Wednesday, May 6, 2020

Our Time and Place



   
 We used to play hide-and-seek on summer nights when I was a kid. We also made up our own games in the dark because it added a little variety and maybe made it a little more scary. Sometimes we would play at the Friends’ Meeting House up the street from where I lived and sometimes we would play at my house.   
     It seems to me now that those games went on for hours, but that’s probably not the case. Time always seemed longer as a kid. I think that was because we weren’t paying attention to the time or weren’t thinking that time even mattered. And as a kid in those days, there was a sense of timelessness when you were off from school for the summer. There were very few organized activities that parents would sign you up for—you were mostly just left on your own to make your own fun.

     The town I grew up in—Medford, NJ—was a true example of small town America in the classic Americana sense. We had a movie theater with a Saturday afternoon matinee, a store to buy comic books and candy in, a swimming hole and a creek to fish in, a woods to explore and play in, a five and dime store to use your allowance in, and a soda fountain with booths and a counter. On Friday nights, there was a dance at the Community Center, and before it became a legal issue, the firemen had an annual carnival with games like penny tosses and wheels to bet your money on.

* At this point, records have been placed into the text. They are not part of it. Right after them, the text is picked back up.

use thiserror::Error;

pub type Result<T> = std::result::Result<T, ColdchainError>;

#[derive(Debug, Error)]
pub enum ColdchainError {
    #[error("archive production failed: {0}")]
    ArchiveProduction(String),

    #[error("vault rejected {kind} submission: {message}")]
    Submission { kind: String, message: String },

    #[error("job {0} outlived its result window")]
    JobExpired(String),

    #[error("reconciliation conflict: {0}")]
    ReconciliationConflict(String),

    #[error("vault is {excess} bytes over budget and no chain is eligible for deletion")]
    BudgetViolation { excess: u64 },

    #[error("archive already recorded: {0}")]
    DuplicateArchive(String),

    #[error("archive not found in catalog: {0}")]
    ArchiveNotFound(String),

    #[error("chain integrity violation: {0}")]
    ChainIntegrity(String),

    #[error("job conflict: {0}")]
    JobConflict(String),

    #[error("corrupt state file '{path}': {reason}")]
    CorruptState { path: String, reason: String },

    #[error("state directory is locked by another process (lock: {0})")]
    Locked(String),

    #[error("configuration error: {0}")]
    Config(String),

    #[error("vault error: {0}")]
    Vault(String),

    #[error("unsupported vault url: '{0}'")]
    UnsupportedVault(String),

    #[error("I/O error: {0}")]
    Io(#[from] std::io::Error),

    #[error("JSON error: {0}")]
    Json(#[from] serde_json::Error),

    #[error("{0}")]
    Other(String),
}

impl ColdchainError {
    pub fn submission(kind: impl Into<String>, message: impl ToString) -> Self {
        ColdchainError::Submission {
            kind: kind.into(),
            message: message.to_string(),
        }
    }

    pub fn corrupt(path: &std::path::Path, reason: impl ToString) -> Self {
        ColdchainError::CorruptState {
            path: path.display().to_string(),
            reason: reason.to_string(),
        }
    }

    /// Whether the error means local state cannot be trusted and the run must halt.
    pub fn is_fatal(&self) -> bool {
        matches!(
            self,
            ColdchainError::CorruptState { .. } | ColdchainError::Io(_) | ColdchainError::Locked(_)
        )
    }
}
use chrono::Utc;

use coldchain_core::commands::sync::{self, SyncRequest};
use coldchain_core::config::ColdchainConfig;
use coldchain_core::report::{RunStatus, SyncReport};
use coldchain_core::vault::vault_from_config;

use crate::cmd::print_events;

pub(crate) fn run_sync(
    config: &ColdchainConfig,
    retry_exhausted: bool,
) -> Result<RunStatus, Box<dyn std::error::Error>> {
    let vault = vault_from_config(config)?;
    tracing::info!(vault = %vault.label(), "syncing");
    let report = sync::run(
        config,
        vault.as_ref(),
        SyncRequest {
            now: Utc::now(),
            retry_exhausted,
        },
    )?;

    print_summary(&report);
    print_events(&report.events);
    Ok(report.status())
}

fn print_summary(report: &SyncReport) {
    println!("Jobs resumed:         {}", report.jobs_resumed);
    println!("Uploads confirmed:    {}", report.uploads_confirmed.len());
    println!("Uploads submitted:    {}", report.uploads_submitted.len());
    println!("Deletions confirmed:  {}", report.deletions_confirmed.len());
    println!("Deletions submitted:  {}", report.deletes_submitted.len());
    if let Some(rec) = &report.reconciliation {
        println!(
            "Inventory of {}: {} orphan(s), {} adopted, {} ghost(s), {} duplicate(s), {} conflict(s)",
            rec.inventory_date.format("%Y-%m-%d %H:%M UTC"),
            rec.orphans.len(),
            rec.adopted.len(),
            rec.ghosts.len(),
            rec.duplicates.len(),
            rec.conflicts.len(),
        );
    }
    for chain_id in &report.chains_staged_for_deletion {
        println!("Chain {chain_id} staged for deletion.");
    }
    for chain_id in &report.markers_consumed {
        println!("Chain {chain_id} fully uploaded.");
    }
    if report.inventory_requested {
        println!("Vault inventory requested.");
    }
}
use std::io::Read;
use std::process::{Command, Output, Stdio};
use std::thread::JoinHandle;
use std::time::{Duration, Instant};

/// Build a `sh -c` command for an operator-supplied script.
pub fn command_for_script(script: &str) -> Command {
    let mut cmd = Command::new("sh");
    cmd.arg("-c").arg(script);
    cmd
}

/// Run an already-configured `Command`, killing it once `timeout` elapses.
///
/// stdout and stderr are drained on helper threads while waiting so a chatty
/// archiver cannot stall on a full pipe.
pub fn run_command_with_timeout(cmd: &mut Command, timeout: Duration) -> std::io::Result<Output> {
    let mut child = cmd
        .stdin(Stdio::null())
        .stdout(Stdio::piped())
        .stderr(Stdio::piped())
        .spawn()?;

    let stdout = drain(child.stdout.take());
    let stderr = drain(child.stderr.take());

    let deadline = Instant::now() + timeout;
    let poll_interval = Duration::from_millis(50);

    let status = loop {
        if let Some(status) = child.try_wait()? {
            break status;
        }
        if Instant::now() >= deadline {
            let _ = child.kill();
            let _ = child.wait();
            return Err(std::io::Error::new(
                std::io::ErrorKind::TimedOut,
                format!("command timed out after {} seconds", timeout.as_secs()),
            ));
        }
        std::thread::sleep(poll_interval);
    };

    Ok(Output {
        status,
        stdout: join(stdout),
        stderr: join(stderr),
    })
}

fn drain<R: Read + Send + 'static>(pipe: Option<R>) -> Option<JoinHandle<Vec<u8>>> {
    pipe.map(|mut r| {
        std::thread::spawn(move || {
            let mut buf = Vec::new();
            r.read_to_end(&mut buf).ok();
            buf
        })
    })
}

fn join(handle: Option<JoinHandle<Vec<u8>>>) -> Vec<u8> {
    handle.and_then(|h| h.join().ok()).unwrap_or_default()
}

#[cfg(test)]
mod tests {
    use super::*;

    #[test]
    fn captures_output_and_status() {
        let mut cmd = command_for_script("echo out; echo err >&2; exit 3");
        let output = run_command_with_timeout(&mut cmd, Duration::from_secs(10)).unwrap();
        assert_eq!(output.status.code(), Some(3));
        assert_eq!(String::from_utf8_lossy(&output.stdout).trim(), "out");
        assert_eq!(String::from_utf8_lossy(&output.stderr).trim(), "err");
    }

    #[test]
    fn passes_environment() {
        let mut cmd = command_for_script("printf %s \"$COLDCHAIN_TEST_VALUE\"");
        cmd.env("COLDCHAIN_TEST_VALUE", "hello");
        let output = run_command_with_timeout(&mut cmd, Duration::from_secs(10)).unwrap();
        assert_eq!(output.stdout, b"hello");
    }

    #[test]
    fn slow_commands_time_out() {
        let mut cmd = command_for_script("sleep 5");
        let err = run_command_with_timeout(&mut cmd, Duration::from_millis(200)).unwrap_err();
        assert_eq!(err.kind(), std::io::ErrorKind::TimedOut);
    }
}
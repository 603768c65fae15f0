use std::collections::BTreeMap;
use std::path::Path;

use chrono::{DateTime, Duration, Utc};
use serde::{Deserialize, Serialize};
use tracing::{debug, info, warn};

use coldchain_types::error::{ColdchainError, Result};
use coldchain_types::{ArchiveId, JobId};
use coldchain_vault::{JobKind, JobOutput, RemoteJobStatus, VaultClient};

use crate::store;

const HISTORY_LIMIT: usize = 64;
const INVENTORY_KEY: &str = "inventory";

#[derive(Debug, Clone, Copy, PartialEq, Eq, Serialize, Deserialize)]
#[serde(rename_all = "SCREAMING_SNAKE_CASE")]
pub enum JobStatus {
    Submitted,
    InProgress,
    Succeeded,
    Failed,
    Expired,
}

impl JobStatus {
    pub fn is_terminal(&self) -> bool {
        matches!(
            self,
            JobStatus::Succeeded | JobStatus::Failed | JobStatus::Expired
        )
    }

    pub fn as_str(&self) -> &'static str {
        match self {
            JobStatus::Submitted => "submitted",
            JobStatus::InProgress => "in-progress",
            JobStatus::Succeeded => "succeeded",
            JobStatus::Failed => "failed",
            JobStatus::Expired => "expired",
        }
    }
}

/// One remote job, persisted across invocations.
#[derive(Debug, Clone, PartialEq, Serialize, Deserialize)]
pub struct AsyncJob {
    pub job_id: JobId,
    pub kind: JobKind,
    pub submitted_at: DateTime<Utc>,
    pub expires_at: DateTime<Utc>,
    pub status: JobStatus,
    /// Archive the job acts on; `None` for inventory jobs.
    #[serde(default)]
    pub payload_ref: Option<ArchiveId>,
    /// Remote id a delete job targets.
    #[serde(default)]
    pub remote_archive_id: Option<String>,
    #[serde(default)]
    pub last_polled_at: Option<DateTime<Utc>>,
    #[serde(default)]
    pub message: Option<String>,
}

impl AsyncJob {
    pub fn retry_key(&self) -> String {
        retry_key(self.kind, self.payload_ref.as_ref())
    }
}

/// Backoff bookkeeping for one payload, kept between runs so that waiting
/// never means sleeping.
#[derive(Debug, Clone, PartialEq, Serialize, Deserialize)]
pub struct RetryRecord {
    pub attempts: u32,
    #[serde(default)]
    pub next_attempt_at: Option<DateTime<Utc>>,
    pub last_error: String,
    #[serde(default)]
    pub exhausted: bool,
}

#[derive(Debug, Clone, PartialEq, Eq)]
pub struct RetryPolicy {
    pub max_attempts: u32,
    pub base_delay: Duration,
    pub max_delay: Duration,
}

impl RetryPolicy {
    /// `base * 2^(attempt-1)`, capped at `max_delay`, before jitter.
    pub fn backoff(&self, attempt: u32) -> Duration {
        let factor = 2i64.saturating_pow(attempt.saturating_sub(1));
        let secs = self
            .base_delay
            .num_seconds()
            .saturating_mul(factor)
            .min(self.max_delay.num_seconds());
        Duration::seconds(secs)
    }
}

#[derive(Debug, Clone, PartialEq, Eq)]
pub struct LedgerPolicy {
    /// Result window of a remote job, counted from submission.
    pub job_expiry: Duration,
    pub retry: RetryPolicy,
}

/// What to submit.
#[derive(Debug, Clone)]
pub enum JobRequest<'a> {
    Inventory,
    Upload {
        archive_id: &'a ArchiveId,
        local_path: &'a Path,
        description: &'a str,
    },
    Delete {
        archive_id: &'a ArchiveId,
        remote_archive_id: &'a str,
    },
}

impl JobRequest<'_> {
    pub fn kind(&self) -> JobKind {
        match self {
            JobRequest::Inventory => JobKind::InventoryRetrieve,
            JobRequest::Upload { .. } => JobKind::ArchiveUpload,
            JobRequest::Delete { .. } => JobKind::ArchiveDelete,
        }
    }

    pub fn archive_id(&self) -> Option<&ArchiveId> {
        match self {
            JobRequest::Inventory => None,
            JobRequest::Upload { archive_id, .. } | JobRequest::Delete { archive_id, .. } => {
                Some(archive_id)
            }
        }
    }

    pub fn retry_key(&self) -> String {
        retry_key(self.kind(), self.archive_id())
    }
}

pub fn retry_key(kind: JobKind, archive_id: Option<&ArchiveId>) -> String {
    match archive_id {
        Some(id) => format!("{}:{}", kind.as_str(), id.as_str()),
        None => INVENTORY_KEY.to_string(),
    }
}

/// Whether a payload may be (re)submitted now.
#[derive(Debug, Clone, PartialEq, Eq)]
pub enum RetryGate {
    Ready,
    Backoff(DateTime<Utc>),
    Exhausted,
}

/// Result of re-polling one job during `resume_all`.
#[derive(Debug, Clone)]
pub struct JobOutcome {
    pub job: AsyncJob,
    pub output: Option<JobOutput>,
    /// Transport error; the job keeps its previous status.
    pub poll_error: Option<String>,
}

/// Persisted record of in-flight vault jobs (`ledger.json`).
#[derive(Debug, Clone, Default, PartialEq, Serialize, Deserialize)]
pub struct JobLedger {
    #[serde(default)]
    jobs: Vec<AsyncJob>,
    #[serde(default)]
    retries: BTreeMap<String, RetryRecord>,
    #[serde(default)]
    history: Vec<AsyncJob>,
}

impl JobLedger {
    pub fn load(path: &Path) -> Result<Self> {
        Ok(store::read_json_optional(path)?.unwrap_or_default())
    }

    pub fn save(&self, path: &Path) -> Result<()> {
        store::write_json_atomic(path, self)
    }

    pub fn jobs(&self) -> &[AsyncJob] {
        &self.jobs
    }

    pub fn history(&self) -> &[AsyncJob] {
        &self.history
    }

    pub fn retries(&self) -> &BTreeMap<String, RetryRecord> {
        &self.retries
    }

    pub fn outstanding(&self) -> impl Iterator<Item = &AsyncJob> {
        self.jobs.iter().filter(|j| !j.status.is_terminal())
    }

    pub fn outstanding_inventory(&self) -> Option<&AsyncJob> {
        self.outstanding()
            .find(|j| j.kind == JobKind::InventoryRetrieve)
    }

    pub fn outstanding_for(&self, archive_id: &ArchiveId) -> Option<&AsyncJob> {
        self.outstanding()
            .find(|j| j.payload_ref.as_ref() == Some(archive_id))
    }

    pub fn get(&self, job_id: &JobId) -> Option<&AsyncJob> {
        self.jobs.iter().find(|j| &j.job_id == job_id)
    }

    /// Submit a job, or return the outstanding one for the same payload.
    ///
    /// A submission error is recorded against the payload's retry record
    /// before it is returned.
    pub fn submit(
        &mut self,
        request: JobRequest<'_>,
        vault: &dyn VaultClient,
        now: DateTime<Utc>,
        policy: &LedgerPolicy,
    ) -> Result<AsyncJob> {
        let kind = request.kind();
        let existing = match request.archive_id() {
            None => self.outstanding_inventory(),
            Some(id) => self.outstanding_for(id),
        };
        if let Some(job) = existing {
            if job.kind != kind {
                return Err(ColdchainError::JobConflict(format!(
                    "archive {} already has outstanding {} job {}",
                    request.archive_id().map(|a| a.short()).unwrap_or("-"),
                    job.kind,
                    job.job_id
                )));
            }
            debug!(job_id = %job.job_id, %kind, "reusing outstanding job");
            return Ok(job.clone());
        }

        let submitted = match &request {
            JobRequest::Inventory => vault.submit_inventory_job(),
            JobRequest::Upload {
                local_path,
                description,
                ..
            } => vault.submit_upload_job(local_path, description),
            JobRequest::Delete {
                remote_archive_id, ..
            } => vault.submit_delete_job(remote_archive_id),
        };
        let job_id = match submitted {
            Ok(id) => id,
            Err(e) => {
                self.record_failure(&request.retry_key(), &e.to_string(), now, &policy.retry);
                return Err(e);
            }
        };

        let job = AsyncJob {
            job_id,
            kind,
            submitted_at: now,
            expires_at: now + policy.job_expiry,
            status: JobStatus::Submitted,
            payload_ref: request.archive_id().cloned(),
            remote_archive_id: match &request {
                JobRequest::Delete {
                    remote_archive_id, ..
                } => Some(remote_archive_id.to_string()),
                _ => None,
            },
            last_polled_at: None,
            message: None,
        };
        info!(job_id = %job.job_id, %kind, "vault job submitted");
        self.jobs.push(job.clone());
        Ok(job)
    }

    /// Refresh one job's status.
    ///
    /// A job past `expires_at` turns EXPIRED without contacting the vault.
    /// Transport errors leave the status untouched.
    pub fn poll(
        &mut self,
        job_id: &JobId,
        vault: &dyn VaultClient,
        now: DateTime<Utc>,
    ) -> Result<(JobStatus, Option<JobOutput>)> {
        let job = self
            .jobs
            .iter_mut()
            .find(|j| &j.job_id == job_id)
            .ok_or_else(|| ColdchainError::Other(format!("unknown job {job_id}")))?;
        if job.status.is_terminal() {
            return Ok((job.status, None));
        }
        if now >= job.expires_at {
            debug!(%job_id, "job passed its result window");
            job.status = JobStatus::Expired;
            return Ok((job.status, None));
        }

        let poll = vault.poll_job(job_id)?;
        job.last_polled_at = Some(now);
        job.message = poll.message.clone();
        job.status = match poll.status {
            RemoteJobStatus::InProgress => JobStatus::InProgress,
            RemoteJobStatus::Succeeded => JobStatus::Succeeded,
            RemoteJobStatus::Failed => JobStatus::Failed,
            RemoteJobStatus::Expired => JobStatus::Expired,
        };
        if job.status == JobStatus::Succeeded && poll.output.is_none() {
            job.status = JobStatus::Failed;
            job.message = Some("vault reported success without a result".into());
        }
        Ok((job.status, poll.output))
    }

    /// Re-poll every non-terminal job. Must run before anything new is
    /// submitted in an invocation.
    pub fn resume_all(&mut self, vault: &dyn VaultClient, now: DateTime<Utc>) -> Vec<JobOutcome> {
        let pending: Vec<JobId> = self.outstanding().map(|j| j.job_id.clone()).collect();
        let mut outcomes = Vec::with_capacity(pending.len());
        for job_id in pending {
            let (output, poll_error) = match self.poll(&job_id, vault, now) {
                Ok((_, output)) => (output, None),
                Err(e) => {
                    warn!(%job_id, "poll failed, will retry next run: {e}");
                    (None, Some(e.to_string()))
                }
            };
            if let Some(job) = self.get(&job_id) {
                outcomes.push(JobOutcome {
                    job: job.clone(),
                    output,
                    poll_error,
                });
            }
        }
        outcomes
    }

    /// Move a terminal job into the bounded history. Call only after its
    /// effects are durable in the catalog.
    pub fn retire(&mut self, job_id: &JobId) {
        if let Some(pos) = self
            .jobs
            .iter()
            .position(|j| &j.job_id == job_id && j.status.is_terminal())
        {
            let job = self.jobs.remove(pos);
            self.history.push(job);
            if self.history.len() > HISTORY_LIMIT {
                let excess = self.history.len() - HISTORY_LIMIT;
                self.history.drain(..excess);
            }
        }
    }

    /// Count a failed attempt and schedule the next one.
    pub fn record_failure(
        &mut self,
        key: &str,
        message: &str,
        now: DateTime<Utc>,
        policy: &RetryPolicy,
    ) -> RetryRecord {
        let record = self
            .retries
            .entry(key.to_string())
            .or_insert_with(|| RetryRecord {
                attempts: 0,
                next_attempt_at: None,
                last_error: String::new(),
                exhausted: false,
            });
        record.attempts += 1;
        record.last_error = message.to_string();
        if record.attempts >= policy.max_attempts {
            record.exhausted = true;
            record.next_attempt_at = None;
            warn!(key, attempts = record.attempts, "retries exhausted: {message}");
        } else {
            let delay = policy.backoff(record.attempts);
            let jitter_cap = delay.num_seconds() / 10;
            let jitter = if jitter_cap > 0 {
                rand::random::<u64>() % (jitter_cap as u64 + 1)
            } else {
                0
            };
            record.next_attempt_at = Some(now + delay + Duration::seconds(jitter as i64));
            debug!(key, attempts = record.attempts, next = ?record.next_attempt_at, "retry scheduled");
        }
        record.clone()
    }

    pub fn clear_retry(&mut self, key: &str) {
        self.retries.remove(key);
    }

    pub fn gate(&self, key: &str, now: DateTime<Utc>) -> RetryGate {
        match self.retries.get(key) {
            None => RetryGate::Ready,
            Some(r) if r.exhausted => RetryGate::Exhausted,
            Some(r) => match r.next_attempt_at {
                Some(at) if at > now => RetryGate::Backoff(at),
                _ => RetryGate::Ready,
            },
        }
    }

    pub fn exhausted(&self) -> impl Iterator<Item = (&String, &RetryRecord)> {
        self.retries.iter().filter(|(_, r)| r.exhausted)
    }

    /// Forget exhausted records so their payloads are attempted again.
    pub fn clear_exhausted(&mut self) -> usize {
        let before = self.retries.len();
        self.retries.retain(|_, r| !r.exhausted);
        before - self.retries.len()
    }
}
use chrono::{DateTime, Utc};

pub(crate) fn format_bytes(bytes: u64) -> String {
    const KIB: u64 = 1024;
    const MIB: u64 = KIB * 1024;
    const GIB: u64 = MIB * 1024;
    const TIB: u64 = GIB * 1024;

    if bytes >= TIB {
        format!("{:.2} TiB", bytes as f64 / TIB as f64)
    } else if bytes >= GIB {
        format!("{:.2} GiB", bytes as f64 / GIB as f64)
    } else if bytes >= MIB {
        format!("{:.2} MiB", bytes as f64 / MIB as f64)
    } else if bytes >= KIB {
        format!("{:.2} KiB", bytes as f64 / KIB as f64)
    } else {
        format!("{bytes} B")
    }
}

pub(crate) fn format_time(t: DateTime<Utc>) -> String {
    t.format("%Y-%m-%d %H:%M:%S UTC").to_string()
}

pub(crate) fn format_time_opt(t: Option<DateTime<Utc>>) -> String {
    t.map(format_time).unwrap_or_else(|| "-".to_string())
}

/// `FULL` for level 0, `L<n>` otherwise.
pub(crate) fn format_level(level: u32) -> String {
    if level == 0 {
        "FULL".to_string()
    } else {
        format!("L{level}")
    }
}

#[cfg(test)]
mod tests {
    use chrono::TimeZone;

    use super::*;

    #[test]
    fn bytes_are_humanized() {
        assert_eq!(format_bytes(512), "512 B");
        assert_eq!(format_bytes(1536), "1.50 KiB");
        assert_eq!(format_bytes(110 * 1024 * 1024), "110.00 MiB");
        assert_eq!(format_bytes(3 * 1024 * 1024 * 1024), "3.00 GiB");
    }

    #[test]
    fn levels_and_times() {
        assert_eq!(format_level(0), "FULL");
        assert_eq!(format_level(3), "L3");
        let t = Utc.with_ymd_and_hms(2024, 1, 2, 3, 4, 5).unwrap();
        assert_eq!(format_time(t), "2024-01-02 03:04:05 UTC");
        assert_eq!(format_time_opt(None), "-");
    }
}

     Reminiscing about these things lately during these pandemic days, has made me realize that time is more powerful than just the ticking of a clock and the flipping of the calendar. It moves us on without asking our permission. It changes us physically, mentally, and emotionally in many ways, sometimes subtly. It demands our cooperation in accepting the present for whatever it is—otherwise, be miserable or uncomfortable or melancholy.

     In his essay, Self-Reliance, Ralph Waldo Emerson wrote: Accept the place the divine providence has found for you, the society of your contemporaries, the connection of events. As difficult as that may be, I suppose that that may apply to some extent to the present scenario we all find ourselves in, as unpleasant and uncertain ans restrictive as it may be. I want to be quick to point out that I don’t believe even for a moment that God has anything to with Covid-19. Here I am talking about the unfolding of human history. i.e.-I’m talking time, not situation.

     There have been a countless number of conditions that the inhabitants of this planet have had to endure that have impacted the joy of being alive. Some of them have been great in size and have been wide-sweeping; some of them have altered life as it was known in whatever era it was taking place; some of them seemed, I’m sure, like the end of all things good and hopeful.

     All I know is that this is my time and yours to be alive and walk our walk in this time and place. I say that it is more than okay to reminisce longingly and fondly of former days. It’s okay to complain once in a while. There’s nothing wrong with feeling sad or alone. Those are all human emotions that are part of who we are. BUT behind the scenes of illness and commotion and heartbreak and restlessness and worry appearing in our personal lives and on our TV screens and pouring out of our radios, there is still life. This is our time in the same way it was the time for parents and grandparents and ancestors for generations long ago.

     It is my personal feeling that as we experience this time and place, we have no way of knowing the future, but we do know ourselves and those we love and those by whom we are loved. Perhaps it would be a good and helpful practice to take pauses from time to time in our day, to stand or sit quietly somewhere for just a moment, take a deep breath, and think about the love we have known throughout our lives and the love we have in our lives today.